Below is a block of data; give all of it again word for word.
------------------------------
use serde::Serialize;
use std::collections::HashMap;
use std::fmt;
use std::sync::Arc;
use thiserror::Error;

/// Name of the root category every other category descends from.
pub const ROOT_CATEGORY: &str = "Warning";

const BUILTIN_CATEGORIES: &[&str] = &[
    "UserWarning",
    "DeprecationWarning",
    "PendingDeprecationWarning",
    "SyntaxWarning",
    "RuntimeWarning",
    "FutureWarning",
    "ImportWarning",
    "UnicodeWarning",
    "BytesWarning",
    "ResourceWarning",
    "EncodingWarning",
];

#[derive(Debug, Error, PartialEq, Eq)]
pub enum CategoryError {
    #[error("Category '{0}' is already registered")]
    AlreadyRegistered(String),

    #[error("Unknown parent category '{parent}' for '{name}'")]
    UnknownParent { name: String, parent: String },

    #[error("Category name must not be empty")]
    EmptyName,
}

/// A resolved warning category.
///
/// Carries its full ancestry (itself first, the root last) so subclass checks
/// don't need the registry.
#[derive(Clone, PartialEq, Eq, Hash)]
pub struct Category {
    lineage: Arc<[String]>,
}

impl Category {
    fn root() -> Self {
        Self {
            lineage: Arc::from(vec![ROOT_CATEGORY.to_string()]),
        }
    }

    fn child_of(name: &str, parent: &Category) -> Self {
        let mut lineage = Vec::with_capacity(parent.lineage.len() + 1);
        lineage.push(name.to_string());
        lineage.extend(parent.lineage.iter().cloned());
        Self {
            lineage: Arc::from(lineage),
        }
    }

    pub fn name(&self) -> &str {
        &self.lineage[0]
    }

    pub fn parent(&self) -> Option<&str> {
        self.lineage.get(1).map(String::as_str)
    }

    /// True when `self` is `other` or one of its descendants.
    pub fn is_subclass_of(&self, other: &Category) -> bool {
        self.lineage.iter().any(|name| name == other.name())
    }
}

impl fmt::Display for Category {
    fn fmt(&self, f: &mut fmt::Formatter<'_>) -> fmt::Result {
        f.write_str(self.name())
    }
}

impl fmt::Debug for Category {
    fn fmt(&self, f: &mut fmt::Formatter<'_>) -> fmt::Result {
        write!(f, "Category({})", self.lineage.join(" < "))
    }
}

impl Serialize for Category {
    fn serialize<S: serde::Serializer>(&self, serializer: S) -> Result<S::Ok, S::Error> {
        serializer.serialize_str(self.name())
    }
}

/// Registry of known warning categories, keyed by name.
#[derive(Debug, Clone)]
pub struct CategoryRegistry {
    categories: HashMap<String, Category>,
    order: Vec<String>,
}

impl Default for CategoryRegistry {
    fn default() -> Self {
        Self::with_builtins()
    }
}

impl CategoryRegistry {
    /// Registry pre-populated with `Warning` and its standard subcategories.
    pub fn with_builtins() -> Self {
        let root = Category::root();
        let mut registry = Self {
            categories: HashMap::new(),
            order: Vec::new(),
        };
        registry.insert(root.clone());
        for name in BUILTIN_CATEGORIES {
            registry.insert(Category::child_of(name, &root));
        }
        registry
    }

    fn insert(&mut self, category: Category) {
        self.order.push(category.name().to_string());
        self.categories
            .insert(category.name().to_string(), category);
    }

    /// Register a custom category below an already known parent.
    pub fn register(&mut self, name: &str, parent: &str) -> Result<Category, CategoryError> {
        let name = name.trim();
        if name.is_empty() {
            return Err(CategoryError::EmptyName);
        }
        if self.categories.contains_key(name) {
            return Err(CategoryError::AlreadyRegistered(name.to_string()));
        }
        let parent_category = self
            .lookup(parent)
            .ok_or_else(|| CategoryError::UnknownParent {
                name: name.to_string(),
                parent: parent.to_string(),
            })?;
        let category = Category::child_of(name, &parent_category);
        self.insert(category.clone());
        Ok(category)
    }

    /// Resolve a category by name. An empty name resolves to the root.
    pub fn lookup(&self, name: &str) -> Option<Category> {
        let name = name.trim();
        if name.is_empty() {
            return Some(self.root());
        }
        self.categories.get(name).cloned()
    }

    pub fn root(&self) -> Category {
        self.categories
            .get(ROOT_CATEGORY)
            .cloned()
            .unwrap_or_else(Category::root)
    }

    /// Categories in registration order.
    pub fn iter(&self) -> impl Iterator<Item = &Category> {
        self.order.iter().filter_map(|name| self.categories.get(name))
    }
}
------------------------------
◆ **EXPECTED ANSWER**:
use serde::Serialize;
use std::collections::HashMap;
use std::fmt;
use std::sync::Arc;
use thiserror::Error;

/// Name of the root category every other category descends from.
pub const ROOT_CATEGORY: &str = "Warning";

const BUILTIN_CATEGORIES: &[&str] = &[
    "UserWarning",
    "DeprecationWarning",
    "PendingDeprecationWarning",
    "SyntaxWarning",
    "RuntimeWarning",
    "FutureWarning",
    "ImportWarning",
    "UnicodeWarning",
    "BytesWarning",
    "ResourceWarning",
    "EncodingWarning",
];

#[derive(Debug, Error, PartialEq, Eq)]
pub enum CategoryError {
    #[error("Category '{0}' is already registered")]
    AlreadyRegistered(String),

    #[error("Unknown parent category '{parent}' for '{name}'")]
    UnknownParent { name: String, parent: String },

    #[error("Category name must not be empty")]
    EmptyName,
}

/// A resolved warning category.
///
/// Carries its full ancestry (itself first, the root last) so subclass checks
/// don't need the registry.
#[derive(Clone, PartialEq, Eq, Hash)]
pub struct Category {
    lineage: Arc<[String]>,
}

impl Category {
    fn root() -> Self {
        Self {
            lineage: Arc::from(vec![ROOT_CATEGORY.to_string()]),
        }
    }

    fn child_of(name: &str, parent: &Category) -> Self {
        let mut lineage = Vec::with_capacity(parent.lineage.len() + 1);
        lineage.push(name.to_string());
        lineage.extend(parent.lineage.iter().cloned());
        Self {
            lineage: Arc::from(lineage),
        }
    }

    pub fn name(&self) -> &str {
        &self.lineage[0]
    }

    pub fn parent(&self) -> Option<&str> {
        self.lineage.get(1).map(String::as_str)
    }

    /// True when `self` is `other` or one of its descendants.
    pub fn is_subclass_of(&self, other: &Category) -> bool {
        self.lineage.iter().any(|name| name == other.name())
    }
}

impl fmt::Display for Category {
    fn fmt(&self, f: &mut fmt::Formatter<'_>) -> fmt::Result {
        f.write_str(self.name())
    }
}

impl fmt::Debug for Category {
    fn fmt(&self, f: &mut fmt::Formatter<'_>) -> fmt::Result {
        write!(f, "Category({})", self.lineage.join(" < "))
    }
}

impl Serialize for Category {
    fn serialize<S: serde::Serializer>(&self, serializer: S) -> Result<S::Ok, S::Error> {
        serializer.serialize_str(self.name())
    }
}

/// Registry of known warning categories, keyed by name.
#[derive(Debug, Clone)]
pub struct CategoryRegistry {
    categories: HashMap<String, Category>,
    order: Vec<String>,
}

impl Default for CategoryRegistry {
    fn default() -> Self {
        Self::with_builtins()
    }
}

impl CategoryRegistry {
    /// Registry pre-populated with `Warning` and its standard subcategories.
    pub fn with_builtins() -> Self {
        let root = Category::root();
        let mut registry = Self {
            categories: HashMap::new(),
            order: Vec::new(),
        };
        registry.insert(root.clone());
        for name in BUILTIN_CATEGORIES {
            registry.insert(Category::child_of(name, &root));
        }
        registry
    }

    fn insert(&mut self, category: Category) {
        self.order.push(category.name().to_string());
        self.categories
            .insert(category.name().to_string(), category);
    }

    /// Register a custom category below an already known parent.
    pub fn register(&mut self, name: &str, parent: &str) -> Result<Category, CategoryError> {
        let name = name.trim();
        if name.is_empty() {
            return Err(CategoryError::EmptyName);
        }
        if self.categories.contains_key(name) {
            return Err(CategoryError::AlreadyRegistered(name.to_string()));
        }
        let parent_category = self
            .lookup(parent)
            .ok_or_else(|| CategoryError::UnknownParent {
                name: name.to_string(),
                parent: parent.to_string(),
            })?;
        let category = Category::child_of(name, &parent_category);
        self.insert(category.clone());
        Ok(category)
    }

    /// Resolve a category by name. An empty name resolves to the root.
    pub fn lookup(&self, name: &str) -> Option<Category> {
        let name = name.trim();
        if name.is_empty() {
            return Some(self.root());
        }
        self.categories.get(name).cloned()
    }

    pub fn root(&self) -> Category {
        self.categories
            .get(ROOT_CATEGORY)
            .cloned()
            .unwrap_or_else(Category::root)
    }

    /// Categories in registration order.
    pub fn iter(&self) -> impl Iterator<Item = &Category> {
        self.order.iter().filter_map(|name| self.categories.get(name))
    }
}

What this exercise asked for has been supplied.